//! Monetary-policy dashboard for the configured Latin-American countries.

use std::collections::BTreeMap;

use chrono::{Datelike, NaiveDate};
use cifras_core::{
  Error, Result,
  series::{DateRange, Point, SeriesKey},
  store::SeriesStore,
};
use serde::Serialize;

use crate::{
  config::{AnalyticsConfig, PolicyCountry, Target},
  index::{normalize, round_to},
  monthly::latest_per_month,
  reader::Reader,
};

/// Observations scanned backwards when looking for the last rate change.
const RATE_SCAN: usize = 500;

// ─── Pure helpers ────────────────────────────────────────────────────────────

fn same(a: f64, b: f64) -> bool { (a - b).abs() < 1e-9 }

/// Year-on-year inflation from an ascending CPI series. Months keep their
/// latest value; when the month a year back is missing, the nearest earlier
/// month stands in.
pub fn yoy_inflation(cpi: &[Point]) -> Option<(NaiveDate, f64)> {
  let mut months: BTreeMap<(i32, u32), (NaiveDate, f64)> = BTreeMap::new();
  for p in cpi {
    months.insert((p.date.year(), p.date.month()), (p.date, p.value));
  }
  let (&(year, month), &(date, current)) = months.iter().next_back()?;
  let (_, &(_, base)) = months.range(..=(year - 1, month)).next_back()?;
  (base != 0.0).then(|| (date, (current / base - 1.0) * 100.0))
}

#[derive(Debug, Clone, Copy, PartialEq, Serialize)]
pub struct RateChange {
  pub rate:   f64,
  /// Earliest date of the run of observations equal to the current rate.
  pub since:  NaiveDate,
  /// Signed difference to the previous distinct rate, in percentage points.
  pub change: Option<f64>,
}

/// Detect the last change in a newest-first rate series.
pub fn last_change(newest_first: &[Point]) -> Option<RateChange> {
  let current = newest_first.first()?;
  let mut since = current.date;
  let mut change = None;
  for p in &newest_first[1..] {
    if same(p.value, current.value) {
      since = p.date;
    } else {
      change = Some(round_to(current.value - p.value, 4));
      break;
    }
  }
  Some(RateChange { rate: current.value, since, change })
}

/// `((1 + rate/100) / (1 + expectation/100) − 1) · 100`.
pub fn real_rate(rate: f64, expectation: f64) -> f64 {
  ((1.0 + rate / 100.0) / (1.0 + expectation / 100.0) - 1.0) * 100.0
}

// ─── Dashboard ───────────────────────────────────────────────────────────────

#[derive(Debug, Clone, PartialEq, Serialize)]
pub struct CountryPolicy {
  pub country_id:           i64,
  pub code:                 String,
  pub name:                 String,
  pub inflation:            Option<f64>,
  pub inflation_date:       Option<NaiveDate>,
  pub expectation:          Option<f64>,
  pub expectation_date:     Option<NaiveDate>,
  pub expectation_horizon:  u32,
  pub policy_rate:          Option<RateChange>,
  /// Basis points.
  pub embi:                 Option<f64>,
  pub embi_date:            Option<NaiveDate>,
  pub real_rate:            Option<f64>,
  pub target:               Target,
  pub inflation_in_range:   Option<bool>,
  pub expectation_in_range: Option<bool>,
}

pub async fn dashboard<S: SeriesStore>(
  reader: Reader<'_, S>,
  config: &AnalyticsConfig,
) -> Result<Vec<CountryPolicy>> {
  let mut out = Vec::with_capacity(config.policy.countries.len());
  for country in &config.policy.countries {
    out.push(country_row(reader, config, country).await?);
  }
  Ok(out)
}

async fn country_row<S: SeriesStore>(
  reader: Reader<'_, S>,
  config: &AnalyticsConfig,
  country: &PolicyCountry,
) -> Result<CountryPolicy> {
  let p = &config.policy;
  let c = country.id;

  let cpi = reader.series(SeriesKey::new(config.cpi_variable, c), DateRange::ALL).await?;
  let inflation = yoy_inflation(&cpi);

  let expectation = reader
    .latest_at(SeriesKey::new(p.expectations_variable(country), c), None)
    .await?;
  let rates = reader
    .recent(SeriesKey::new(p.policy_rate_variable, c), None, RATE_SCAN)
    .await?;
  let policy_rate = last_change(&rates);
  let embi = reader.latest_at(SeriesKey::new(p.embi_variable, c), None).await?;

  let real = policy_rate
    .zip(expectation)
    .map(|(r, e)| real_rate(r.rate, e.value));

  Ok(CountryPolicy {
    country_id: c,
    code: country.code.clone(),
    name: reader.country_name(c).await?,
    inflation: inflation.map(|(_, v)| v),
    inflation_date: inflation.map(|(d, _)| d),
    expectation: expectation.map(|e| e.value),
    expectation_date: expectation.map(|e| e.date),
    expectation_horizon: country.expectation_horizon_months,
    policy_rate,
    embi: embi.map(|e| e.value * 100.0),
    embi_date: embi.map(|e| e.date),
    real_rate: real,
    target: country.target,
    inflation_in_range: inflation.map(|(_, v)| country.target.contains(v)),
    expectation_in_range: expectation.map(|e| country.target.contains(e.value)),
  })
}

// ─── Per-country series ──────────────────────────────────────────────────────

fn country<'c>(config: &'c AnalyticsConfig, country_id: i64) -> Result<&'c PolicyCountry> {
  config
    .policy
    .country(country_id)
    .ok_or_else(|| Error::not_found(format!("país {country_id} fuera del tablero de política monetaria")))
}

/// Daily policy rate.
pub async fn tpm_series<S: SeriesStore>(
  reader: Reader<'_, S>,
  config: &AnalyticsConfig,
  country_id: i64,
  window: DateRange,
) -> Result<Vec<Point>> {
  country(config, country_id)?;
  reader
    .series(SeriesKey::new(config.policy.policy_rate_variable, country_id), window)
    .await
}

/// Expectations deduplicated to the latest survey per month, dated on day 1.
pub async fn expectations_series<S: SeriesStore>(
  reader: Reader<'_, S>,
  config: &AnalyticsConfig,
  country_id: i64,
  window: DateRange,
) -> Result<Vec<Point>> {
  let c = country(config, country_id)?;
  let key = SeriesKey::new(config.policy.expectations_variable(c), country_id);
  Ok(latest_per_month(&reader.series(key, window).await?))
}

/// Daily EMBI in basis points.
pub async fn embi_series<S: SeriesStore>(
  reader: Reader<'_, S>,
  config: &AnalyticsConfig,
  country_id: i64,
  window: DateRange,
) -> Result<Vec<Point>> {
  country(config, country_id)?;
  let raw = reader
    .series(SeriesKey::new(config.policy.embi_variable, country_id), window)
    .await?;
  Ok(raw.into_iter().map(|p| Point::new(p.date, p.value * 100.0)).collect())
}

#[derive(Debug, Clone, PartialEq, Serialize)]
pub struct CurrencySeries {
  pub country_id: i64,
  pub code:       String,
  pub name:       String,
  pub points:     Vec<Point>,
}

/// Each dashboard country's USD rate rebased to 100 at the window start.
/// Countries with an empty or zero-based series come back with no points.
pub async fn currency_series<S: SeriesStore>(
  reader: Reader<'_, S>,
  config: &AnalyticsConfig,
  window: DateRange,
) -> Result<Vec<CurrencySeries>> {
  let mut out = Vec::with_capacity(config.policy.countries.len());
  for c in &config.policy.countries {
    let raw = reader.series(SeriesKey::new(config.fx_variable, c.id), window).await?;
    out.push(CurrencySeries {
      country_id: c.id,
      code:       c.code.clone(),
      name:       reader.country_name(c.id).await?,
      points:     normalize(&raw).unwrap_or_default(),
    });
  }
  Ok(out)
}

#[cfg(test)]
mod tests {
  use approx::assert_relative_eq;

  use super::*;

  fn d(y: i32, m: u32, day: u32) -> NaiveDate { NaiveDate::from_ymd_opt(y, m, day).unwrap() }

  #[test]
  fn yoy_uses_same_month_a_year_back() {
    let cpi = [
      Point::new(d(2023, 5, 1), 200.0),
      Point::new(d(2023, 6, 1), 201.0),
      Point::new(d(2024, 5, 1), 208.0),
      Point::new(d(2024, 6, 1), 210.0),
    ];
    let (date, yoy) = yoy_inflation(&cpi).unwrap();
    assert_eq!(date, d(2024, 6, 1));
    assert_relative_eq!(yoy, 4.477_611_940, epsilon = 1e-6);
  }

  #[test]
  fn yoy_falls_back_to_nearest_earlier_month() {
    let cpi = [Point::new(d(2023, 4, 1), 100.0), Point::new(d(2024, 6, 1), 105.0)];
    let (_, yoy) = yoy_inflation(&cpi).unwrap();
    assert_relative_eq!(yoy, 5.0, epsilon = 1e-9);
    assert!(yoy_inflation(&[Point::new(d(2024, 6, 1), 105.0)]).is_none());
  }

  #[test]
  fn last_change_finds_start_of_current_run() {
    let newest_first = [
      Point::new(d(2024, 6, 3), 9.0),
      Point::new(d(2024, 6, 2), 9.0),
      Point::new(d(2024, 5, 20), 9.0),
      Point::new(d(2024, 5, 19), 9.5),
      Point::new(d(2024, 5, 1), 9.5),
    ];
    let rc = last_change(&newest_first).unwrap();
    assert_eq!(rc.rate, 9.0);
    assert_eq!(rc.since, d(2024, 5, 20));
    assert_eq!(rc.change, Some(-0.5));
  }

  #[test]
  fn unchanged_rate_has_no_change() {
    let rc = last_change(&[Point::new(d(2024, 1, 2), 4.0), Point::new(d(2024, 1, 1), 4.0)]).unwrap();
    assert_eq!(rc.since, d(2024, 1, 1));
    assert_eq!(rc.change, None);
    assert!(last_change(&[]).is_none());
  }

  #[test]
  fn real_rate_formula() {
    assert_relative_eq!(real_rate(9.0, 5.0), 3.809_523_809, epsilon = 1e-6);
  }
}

### [Activity]
Beginning at the line with "let (_, yoy)" and ending at the line with "let rc = last_change(&newest_first).unwrap();", reproduce each line of the data above exactly, and add no other lines.

### [The answer]
    let (_, yoy) = yoy_inflation(&cpi).unwrap();
    assert_relative_eq!(yoy, 5.0, epsilon = 1e-9);
    assert!(yoy_inflation(&[Point::new(d(2024, 6, 1), 105.0)]).is_none());
  }

  #[test]
  fn last_change_finds_start_of_current_run() {
    let newest_first = [
      Point::new(d(2024, 6, 3), 9.0),
      Point::new(d(2024, 6, 2), 9.0),
      Point::new(d(2024, 5, 20), 9.0),
      Point::new(d(2024, 5, 19), 9.5),
      Point::new(d(2024, 5, 1), 9.5),
    ];
    let rc = last_change(&newest_first).unwrap();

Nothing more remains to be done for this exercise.